The records below hold a stretch from the line with "in the orchestrator." through the line with "pub mod id;"; return exactly those lines, ends included, and nothing more.

**Data extracted from a collection:**
• • •

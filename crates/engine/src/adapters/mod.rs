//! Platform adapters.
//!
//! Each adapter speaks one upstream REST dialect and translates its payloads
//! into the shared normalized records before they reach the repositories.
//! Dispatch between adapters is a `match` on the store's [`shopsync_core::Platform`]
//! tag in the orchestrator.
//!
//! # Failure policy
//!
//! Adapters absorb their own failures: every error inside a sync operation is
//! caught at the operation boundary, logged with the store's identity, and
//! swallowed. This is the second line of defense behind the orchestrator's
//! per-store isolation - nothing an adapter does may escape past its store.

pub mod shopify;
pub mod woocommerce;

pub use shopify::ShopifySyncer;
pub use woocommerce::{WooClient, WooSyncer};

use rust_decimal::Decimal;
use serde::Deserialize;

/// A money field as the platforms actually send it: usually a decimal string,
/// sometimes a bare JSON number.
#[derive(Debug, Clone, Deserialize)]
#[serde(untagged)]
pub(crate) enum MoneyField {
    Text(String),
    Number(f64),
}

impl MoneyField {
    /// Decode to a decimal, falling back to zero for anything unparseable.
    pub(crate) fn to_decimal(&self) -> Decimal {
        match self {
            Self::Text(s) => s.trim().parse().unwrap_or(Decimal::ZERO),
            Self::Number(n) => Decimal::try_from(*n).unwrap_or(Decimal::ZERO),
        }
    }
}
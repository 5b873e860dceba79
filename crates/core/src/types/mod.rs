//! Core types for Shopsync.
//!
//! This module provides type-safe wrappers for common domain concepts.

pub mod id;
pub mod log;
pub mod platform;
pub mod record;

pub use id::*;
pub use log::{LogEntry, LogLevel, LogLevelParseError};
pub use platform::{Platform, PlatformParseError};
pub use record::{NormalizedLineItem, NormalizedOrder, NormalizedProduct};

• • •

**ANSWER TO THE PROBLEM:**
//! tag in the orchestrator.
//!
//! # Failure policy
//!
//! Adapters absorb their own failures: every error inside a sync operation is
//! caught at the operation boundary, logged with the store's identity, and
//! swallowed. This is the second line of defense behind the orchestrator's
//! per-store isolation - nothing an adapter does may escape past its store.

pub mod shopify;
pub mod woocommerce;

pub use shopify::ShopifySyncer;
pub use woocommerce::{WooClient, WooSyncer};

use rust_decimal::Decimal;
use serde::Deserialize;

/// A money field as the platforms actually send it: usually a decimal string,
/// sometimes a bare JSON number.
#[derive(Debug, Clone, Deserialize)]
#[serde(untagged)]
pub(crate) enum MoneyField {
    Text(String),
    Number(f64),
}

impl MoneyField {
    /// Decode to a decimal, falling back to zero for anything unparseable.
    pub(crate) fn to_decimal(&self) -> Decimal {
        match self {
            Self::Text(s) => s.trim().parse().unwrap_or(Decimal::ZERO),
            Self::Number(n) => Decimal::try_from(*n).unwrap_or(Decimal::ZERO),
        }
    }
}
repository 5b873e860dceba79
filename crates/core/src/types/mod.rs
//! Core types for Shopsync.
//!
//! This module provides type-safe wrappers for common domain concepts.

pub mod id;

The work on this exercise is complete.